120 So. 629 | La. | 1929
Defendant was charged by bill of information with having in his possession whisky for sale for beverage purposes. The bill also charged that this was the fourth offense of like nature committed by him. The court found defendant guilty as charged, and sentenced him to pay a fine of $750, and to be confined in the parish jail for 90 days, and in default of payment of the fine to be confined in jail for 9 months.
It appears that defendant occupied a room and had a workship in a large building in Baton Rouge, the room and the workshop being connected. The room occupied by defendant was in the center of the building. On the west side of the building there were four rooms, one occupied as a restaurant, one as a meat market, one as a barber shop, and one as a store, having upon it a sign reading, "Bottles for sale." A deputy sheriff and a companion were in that section of the city in which the building, above described, was located, making a search for slot machines. They detected, so the deputy testifies, the fumes of whisky about the building, and concluded to go into it, not only for the purpose of searching for slot machines, but for the purpose of looking for violations of the Prohibition Law. They entered the room occupied by defendant, and found defendant there, sitting at a table with a man named Sipes. A bottle of whisky was on the table, and defendant and Sipes were about to take a drink. Defendant told the deputy that Sipes had gotten the whisky, and Sipes did not deny the statement. The deputy testified that defendant requested him "to forget" the incident. The deputy, however, did not do so, but made a search of the premises. The *1012 deputy found a number of empty whisky cartons in one of the rooms in the building; a large number of caps in the back yard, behind the store; an empty half-pint bottle in a truck, found in a shed, connected with the building; about 15,000 bottles, suitable for bottling whisky, in the same shed; and about 150 tin cans, made to hold a gallon, in one of the rooms, the room in which they were found being the second room from the one in which defendant was found.
Defendant was arrested, and upon his trial, the state undertook to show what the deputy had found in the search made by him, and also offered in evidence the half-pint bottle, and one of the gallon cans, found. Defendant objected to all of this evidence as it was offered, substantially, in each instance, upon the ground that the state had not shown that defendant had dominion over the particular places where the various things, mentioned above, were found, nor that he was in any manner connected with the things found, and that, until one or the other was shown, the evidence was not admissible. These objections are shown by bills numbered 3 to 11, inclusive.

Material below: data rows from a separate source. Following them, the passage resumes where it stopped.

// Public modules
pub mod chat;
pub mod client;
pub mod config;
pub mod error;
pub mod model_selector;
pub mod observability;
pub mod provider;
pub mod request;
pub mod sse;
pub mod stream_adapter;
pub mod transcript;
pub mod types;

// Re-exports
pub use client::Groq;
pub use config::{ApiKey, ConfigLoader, ConfigSource, Configuration};
pub use error::{Error, Result};
pub use model_selector::{ModelSelector, SELECTOR_TITLE};
pub use observability::register_biometrics;
pub use provider::{ChunkStream, CompletionProvider};
pub use request::{assemble_messages, build_request};
pub use stream_adapter::{collect_reply, text_fragments};
pub use transcript::{Role, Transcript, Turn};
pub use types::*;
use std::fmt;
use std::str::FromStr;

use serde::{Deserialize, Deserializer, Serialize, Serializer};

use crate::error::{Error, Result};

/// Identifier of a model served by the completion provider.
///
/// The set is closed; whether a model is still served is decided by the
/// provider, not here.
#[derive(Debug, Copy, Clone, PartialEq, Eq, Hash)]
pub enum ModelId {
    /// Llama 3 70B with an 8192 token context.
    Llama3x70b,

    /// Llama 3 8B with an 8192 token context.
    Llama3x8b,

    /// Mixtral 8x7B with a 32768 token context.
    Mixtral8x7b,

    /// Gemma 7B instruction tuned.
    Gemma7bIt,
}

impl ModelId {
    /// Every selectable model, in presentation order.
    pub const ALL: [ModelId; 4] = [
        ModelId::Llama3x70b,
        ModelId::Llama3x8b,
        ModelId::Mixtral8x7b,
        ModelId::Gemma7bIt,
    ];

    /// The identifier sent on the wire.
    pub fn as_str(&self) -> &'static str {
        match self {
            ModelId::Llama3x70b => "llama3-70b-8192",
            ModelId::Llama3x8b => "llama3-8b-8192",
            ModelId::Mixtral8x7b => "mixtral-8x7b-32768",
            ModelId::Gemma7bIt => "gemma-7b-it",
        }
    }
}

impl Default for ModelId {
    fn default() -> Self {
        ModelId::ALL[0]
    }
}

impl fmt::Display for ModelId {
    fn fmt(&self, f: &mut fmt::Formatter<'_>) -> fmt::Result {
        f.write_str(self.as_str())
    }
}

impl FromStr for ModelId {
    type Err = Error;

    fn from_str(s: &str) -> Result<Self> {
        let s = s.trim();
        ModelId::ALL
            .into_iter()
            .find(|model| model.as_str() == s)
            .ok_or_else(|| {
                Error::validation(
                    format!("unknown model '{s}'"),
                    Some("model".to_string()),
                )
            })
    }
}

impl Serialize for ModelId {
    fn serialize<S: Serializer>(&self, serializer: S) -> std::result::Result<S::Ok, S::Error> {
        serializer.serialize_str(self.as_str())
    }
}

impl<'de> Deserialize<'de> for ModelId {
    fn deserialize<D: Deserializer<'de>>(deserializer: D) -> std::result::Result<Self, D::Error> {
        let s = String::deserialize(deserializer)?;
        s.parse().map_err(serde::de::Error::custom)
    }
}

#[cfg(test)]
mod tests {
    use super::*;

    #[test]
    fn model_serialization() {
        let json = serde_json::to_string(&ModelId::Mixtral8x7b).unwrap();
        assert_eq!(json, r#""mixtral-8x7b-32768""#);
    }

    #[test]
    fn model_deserialization() {
        let model: ModelId = serde_json::from_str(r#""gemma-7b-it""#).unwrap();
        assert_eq!(model, ModelId::Gemma7bIt);
        assert!(serde_json::from_str::<ModelId>(r#""gpt-4""#).is_err());
    }

    #[test]
    fn parse_every_model() {
        for model in ModelId::ALL {
            assert_eq!(model.as_str().parse::<ModelId>().unwrap(), model);
        }
        assert_eq!(
            " llama3-8b-8192 ".parse::<ModelId>().unwrap(),
            ModelId::Llama3x8b
        );
    }

    #[test]
    fn parse_unknown_model() {
        let err = "llama2-70b-4096".parse::<ModelId>().unwrap_err();
        assert!(err.is_validation());
        assert!(err.to_string().contains("llama2-70b-4096"));
    }

    #[test]
    fn default_is_first() {
        assert_eq!(ModelId::default(), ModelId::Llama3x70b);
        assert_eq!(ModelId::default().to_string(), "llama3-70b-8192");
    }
}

They were all overruled by the trial judge.
The judge, in a single per curiam, intending to cover all these bills, as well as the two remaining bills, says:
"The testimony convinced the court beyond a reasonable doubt of the guilt of the accused and showed that the officers found him in possession of a pint bottle of whisky capped with a screw cap or top and the court was convinced that the whisky belonged to the accused and that he had the same for sale for beverage purposes. In addition to this bottle of whisky there was a vast amount of bootlegging paraphernalia consisting of several thousand bottle caps (caps identical with the cap on the bottle of whisky found in the possession of the accused and which fitted the *1013 bottle); a large quantity of pasteboard containers or cartons which were marked `Canton Bottled in Bond by the Baltimore Distillery Company of Baltimore, Md. copyrighted in 1925' and the pint bottles fitted into these containers. There was also found a large number of alcohol cans. All of this paraphernalia was testified to as having been found in rooms and the rear yard connected with the room where accused was arrested, and that he was in control of the premises where the paraphernalia was found. * * *
"I will further state that all of the testimony heard in this case was not reduced to writing, and, therefore, it is not a part of this record. The testimony attached to these bills was taken down at the suggestion of counsel for the accused and bills numbers one to three, inclusive, contain only excerpts of the testimony."
Were we to determine the merits of these bills exclusively from the evidence, reduced to writing and sent to this court, we should not be prepared to hold that the evidence connects defendant with the possession of the various things found in and about the building, or shows that he had dominion over the particular places where they were found. The record, however, shows that all the evidence adduced on the trial was not reduced to writing, and therefore is not before us. Moreover, the trial judge says, in his per curiam, as much, and also says that the evidence showed that defendant was in control of the premises where the paraphernalia was found. In view of the fact that all of the evidence is not before us, we are not prepared to say that the trial judge erred in his statement, and in the rulings made by him. The burden was on defendant to prepare his bills so as to enable this court to say whether the trial judge erred in his findings or in his rulings. Marr's Crim. Juris. (2d Ed.) p. 1130, § 731. We therefore are constrained to hold that these bills do not disclose error. *1014
We are also unable to sustain the two remaining bills. As to one of them, bill No. 2, the answer of the witness to the question objected to removes all possible grounds of complaint. As to bill No. 1, it was taken to the overruling of a motion for a new trial. The bill presents nothing that we have jurisdiction to review.
For these reasons, the conviction and the sentence appealed from are affirmed.